生物素-亲和素系统在MR靶向成像中的应用

目的：探讨利用生物素-亲和素系统的靶向定位效应和生物放大作用，提高MR分子成像的敏感性。方法：制备生物素化HAb18单克隆抗体并测定其生物素化程度及抗原结合活性。将8只荷人肝细胞癌裸鼠静脉注射生物素化单克隆抗体600μg，24h后腹腔注射80μg亲和素，30min后再静脉给予Gd-DTPA-链霉亲和素。对实验动物行MR扫描，测量SET1WI平扫及增强后10、30min及2、6、12、24h图像内肿瘤、肝脏、肌肉的信号强度，绘制信号强度-时间曲线，并计算其强化率及对比度噪声比。结果：HAb18单克隆抗体经生物素化后，每个抗体分子平均可结合20个分子生物素，其抗原结合活性约为91％。增强后肿瘤信号强度缓慢升高．在注射对比剂后第6小时，肿瘤的强化率、比度噪声比达到最大值，与其他各时间点有显著性差异。肝脏在注射对比剂后第6小时的信号强度达到最高，而后信号强度下降．增强后12h的信号强度与平扫相似。肌肉表现为轻度强化，增强后各时间点的信号强度与平扫相比无明显差异。结论：利用生物素．亲和素技术对肿瘤进行MR靶向成像，具有特异性强化作用并能延长肿瘤的强化时间．但Gd—DTPA—SA的血池效应也造成了肝脏的持续强化。

Application of biotin-avidin system in targeted magnetic resonance imaging]

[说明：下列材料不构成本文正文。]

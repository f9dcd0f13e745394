use anyhow::{Context, Result};
use chrono::Utc;
use futures::stream::{self, StreamExt};
use tracing::{error, info, warn};
use uuid::Uuid;

use apify_client::ApifyClient;
use rootsignal_common::{DiscoveryMethod, EvidenceNode, Node, NodeType, SourceNode, SourceType};
use rootsignal_graph::{Clusterer, GraphWriter, GraphClient};

use crate::embedder::Embedder;
use crate::extractor::Extractor;
use crate::quality;
use crate::scraper::{self, PageScraper, TavilySearcher};
use crate::sources::{self, CityProfile};

/// Stats from a scout run.
#[derive(Debug, Default)]
pub struct ScoutStats {
    pub urls_scraped: u32,
    pub urls_unchanged: u32,
    pub urls_failed: u32,
    pub signals_extracted: u32,
    pub signals_deduplicated: u32,
    pub signals_stored: u32,
    pub by_type: [u32; 5], // Event, Give, Ask, Notice, Tension
    pub fresh_7d: u32,
    pub fresh_30d: u32,
    pub fresh_90d: u32,
    pub social_media_posts: u32,
    pub geo_stripped: u32,
    pub geo_filtered: u32,
    pub audience_roles: std::collections::HashMap<String, u32>,
}

impl std::fmt::Display for ScoutStats {
    fn fmt(&self, f: &mut std::fmt::Formatter<'_>) -> std::fmt::Result {
        writeln!(f, "\n=== Scout Run Complete ===")?;
        writeln!(f, "URLs scraped:       {}", self.urls_scraped)?;
        writeln!(f, "URLs unchanged:     {}", self.urls_unchanged)?;
        writeln!(f, "URLs failed:        {}", self.urls_failed)?;
        writeln!(f, "Social media posts: {}", self.social_media_posts)?;
        writeln!(f, "Geo stripped:       {}", self.geo_stripped)?;
        writeln!(f, "Geo filtered:       {}", self.geo_filtered)?;
        writeln!(f, "Signals extracted:  {}", self.signals_extracted)?;
        writeln!(f, "Signals deduped:    {}", self.signals_deduplicated)?;
        writeln!(f, "Signals stored:     {}", self.signals_stored)?;
        writeln!(f, "\nBy type:")?;
        writeln!(f, "  Event:   {}", self.by_type[0])?;
        writeln!(f, "  Give:    {}", self.by_type[1])?;
        writeln!(f, "  Ask:     {}", self.by_type[2])?;
        writeln!(f, "  Notice:  {}", self.by_type[3])?;
        writeln!(f, "  Tension: {}", self.by_type[4])?;
        let total = self.signals_stored.max(1);
        writeln!(f, "\nFreshness:")?;
        writeln!(f, "  < 7 days:   {} ({:.0}%)", self.fresh_7d, self.fresh_7d as f64 / total as f64 * 100.0)?;
        writeln!(f, "  7-30 days:  {} ({:.0}%)", self.fresh_30d, self.fresh_30d as f64 / total as f64 * 100.0)?;
        writeln!(f, "  30-90 days: {} ({:.0}%)", self.fresh_90d, self.fresh_90d as f64 / total as f64 * 100.0)?;
        writeln!(f, "\nAudience roles:")?;
        let mut roles: Vec<_> = self.audience_roles.iter().collect();
        roles.sort_by(|a, b| b.1.cmp(a.1));
        for (role, count) in roles {
            writeln!(f, "  {}: {}", role, count)?;
        }
        Ok(())
    }
}

enum ScrapeOutcome {
    New { content: String, nodes: Vec<Node> },
    Unchanged,
    Failed,
}

/// In-memory embedding cache for the current scout run.
/// Catches duplicates that haven't been indexed in the graph yet (e.g. Instagram
/// and Facebook posts from the same org processed in the same batch).
struct EmbeddingCache {
    entries: Vec<CacheEntry>,
}

struct CacheEntry {
    embedding: Vec<f32>,
    node_id: Uuid,
    node_type: NodeType,
    source_url: String,
}

impl EmbeddingCache {
    fn new() -> Self {
        Self { entries: Vec::new() }
    }

    /// Find the best match above threshold. Returns (node_id, node_type, source_url, similarity).
    fn find_match(&self, embedding: &[f32], threshold: f64) -> Option<(Uuid, NodeType, &str, f64)> {
        let mut best: Option<(Uuid, NodeType, &str, f64)> = None;
        for entry in &self.entries {
            let sim = cosine_similarity(embedding, &entry.embedding);
            if sim >= threshold {
                if best.as_ref().map_or(true, |b| sim > b.3) {
                    best = Some((entry.node_id, entry.node_type, &entry.source_url, sim));
                }
            }
        }
        best
    }

    fn add(&mut self, embedding: Vec<f32>, node_id: Uuid, node_type: NodeType, source_url: String) {
        self.entries.push(CacheEntry { embedding, node_id, node_type, source_url });
    }
}

fn cosine_similarity(a: &[f32], b: &[f32]) -> f64 {
    let dot: f32 = a.iter().zip(b.iter()).map(|(x, y)| x * y).sum();
    let norm_a: f32 = a.iter().map(|x| x * x).sum::<f32>().sqrt();
    let norm_b: f32 = b.iter().map(|x| x * x).sum::<f32>().sqrt();
    if norm_a == 0.0 || norm_b == 0.0 {
        return 0.0;
    }
    (dot / (norm_a * norm_b)) as f64
}

pub struct Scout {
    graph_client: GraphClient,
    writer: GraphWriter,
    extractor: Extractor,
    embedder: Embedder,
    scraper: Box<dyn PageScraper>,
    tavily: TavilySearcher,
    apify: Option<ApifyClient>,
    anthropic_api_key: String,
    profile: CityProfile,
}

OBJECTIVE: To improve the sensitivity of magnetic resonance molecular(MR) imaging on the basis of the targeting and magnifying effects of biotin-avidin system. METHODS: Biotinylated monoclonal antibody HAb18 was prepared, and the number of biotin molecules coupled to each antibody molecule was assayed together with the binding capacity of the biotinylated antibody. HAb18 was intravenously injected into 8 BALB/c nude mice bearing QGY-7723 tumor cells, followed by administration of 80 microg avidin as the chaser 24 h later and then Gd-DTAP-streptavidin injection after another 30 min. MR imaging was performed before and 10, 30, 60 min and 3, 6, 12, and 24 h after the injection of the contrast agents. All the images were obtained using SE T(1)-weighted imaging sequence. The enhancement time course of the tumor, liver and muscles were determined by measuring the signal intensity (SI) in the region of interest in the tumor, and the enhancement ratio and contrast-to-noise ratio (CNR) of the tumor also calculated. RESULTS: On average, 20 biotin molecules conjugated with each monoclonal antibody molecule, and the immunoactivity of the biotinylated antibody reached 91%. The SI of the tumor increased slowly and peaked at 6 h after injection of Gd-DTPA-streptavidin, when the enhancement ratio and CNR of the tumor were significantly higher then those measured on other time points. The SI of the liver reached the maximum value at 6 h after injection of the contrast agent, and then declined to the non-enhanced level 12 h after injection. The SI of the muscle exhibited no significant difference after enhancement. CONCLUSIONS: In targeted MR of the tumor, biotin-avidin system produces specific and prolonged enhancement of the signals, but blood pool effect of Gd-DTPA-streptavidin also causes prolonged enhancement of the liver.